A Câmara e o Senado aprovaram nesta quarta-feira (17) a Medida Provisória 1.300/2025, que garante gratuidade na conta de luz para famílias de baixa renda que consomem até 80 kWh por mês. O texto agora segue para sanção presidencial.
A medida deve beneficiar 4,5 milhões de famílias inscritas no CadÚnico, além de quem recebe o Benefício de Prestação Continuada (BPC), indígenas e quilombolas de baixa renda.
Como vai funcionar
Até julho, a Tarifa Social concedia descontos que variavam entre 65% e 10% dependendo do consumo, com limite de 220 kWh mensais. Agora, o consumo de até 80 kWh será totalmente gratuito. Se a família gastar mais que isso, pagará apenas a diferença.
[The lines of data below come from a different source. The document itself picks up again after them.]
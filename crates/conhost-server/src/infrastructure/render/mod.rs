//! Rendering backend seam.
//!
//! The session notifies its render target whenever part of the terminal
//! surface becomes stale.  Notifications are fire-and-forget: nothing the
//! backend returns changes session state.  Painting itself is supplied by a
//! pluggable backend; [`NullRenderer`] accepts every notification and does
//! nothing.

use std::sync::atomic::{AtomicU64, Ordering};

use conhost_core::Coord;
use thiserror::Error;

/// An inclusive rectangle of character cells.
#[derive(Debug, Clone, Copy, PartialEq, Eq, Default)]
pub struct CellRect {
    pub left: i16,
    pub top: i16,
    pub right: i16,
    pub bottom: i16,
}

/// Error type for render notifications.
#[derive(Debug, Error)]
pub enum RenderError {
    #[error("render backend unavailable: {0}")]
    Unavailable(String),
}

/// Trait implemented by rendering backends.
pub trait RenderTarget: Send + Sync {
    /// A region was invalidated by the system (e.g. the window was uncovered).
    fn invalidate_system(&self, rect: CellRect) -> Result<(), RenderError>;

    /// The viewport scrolled by `delta` cells.
    fn invalidate_scroll(&self, delta: Coord) -> Result<(), RenderError>;

    /// The selection changed to cover `rects`.
    fn invalidate_selection(&self, rects: &[CellRect]) -> Result<(), RenderError>;

    /// A single region of the buffer changed.
    fn invalidate(&self, region: CellRect) -> Result<(), RenderError>;

    /// The whole frame must be repainted.
    fn invalidate_all(&self) -> Result<(), RenderError>;
}

/// A [`RenderTarget`] that paints nothing.
///
/// It counts the notifications it received so tests can see that a
/// notification happened.
#[derive(Debug, Default)]
pub struct NullRenderer {
    notifications: AtomicU64,
}

impl NullRenderer {
    pub fn new() -> Self {
        Self::default()
    }

    /// Total number of invalidation notifications received.
    pub fn notification_count(&self) -> u64 {
        self.notifications.load(Ordering::Relaxed)
    }

    fn note(&self) -> Result<(), RenderError> {
        self.notifications.fetch_add(1, Ordering::Relaxed);
        Ok(())
    }
}

impl RenderTarget for NullRenderer {
    fn invalidate_system(&self, _rect: CellRect) -> Result<(), RenderError> {
        self.note()
    }

    fn invalidate_scroll(&self, _delta: Coord) -> Result<(), RenderError> {
        self.note()
    }

    fn invalidate_selection(&self, _rects: &[CellRect]) -> Result<(), RenderError> {
        self.note()
    }

    fn invalidate(&self, _region: CellRect) -> Result<(), RenderError> {
        self.note()
    }

    fn invalidate_all(&self) -> Result<(), RenderError> {
        self.note()
    }
}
Segundo o Ministério de Minas e Energia, a medida pode alcançar cerca de 60 milhões de brasileiros. O custo será bancado pela Conta de Desenvolvimento Energético (CDE), fundo custeado por todos os consumidores de energia.
Apesar da gratuidade, ainda poderão ser cobrados valores como taxa de iluminação pública e ICMS, que variam conforme a lei de cada estado ou município.
O que mais mudou na MP
Inclusão de desconto para dívidas de hidrelétricas com a União, estimando renúncia fiscal de R$ 4 bilhões.
Rateio do custo da energia nuclear entre todos os consumidores, exceto os de baixa renda, a partir de 2026.
Alteração nas regras de desconto para irrigação e aquicultura, que agora terão horários definidos pelas distribuidoras.
Alguns pontos foram retirados do texto, como a escolha do fornecedor de energia pelo consumidor e mudanças na regulação do setor. Esses temas devem ser retomados em outra medida provisória (MP 1.304/2025).
De acordo com o governo, a aprovação representa uma “atualização estrutural do marco legal, conciliando justiça social e fortalecimento do setor elétrico brasileiro”.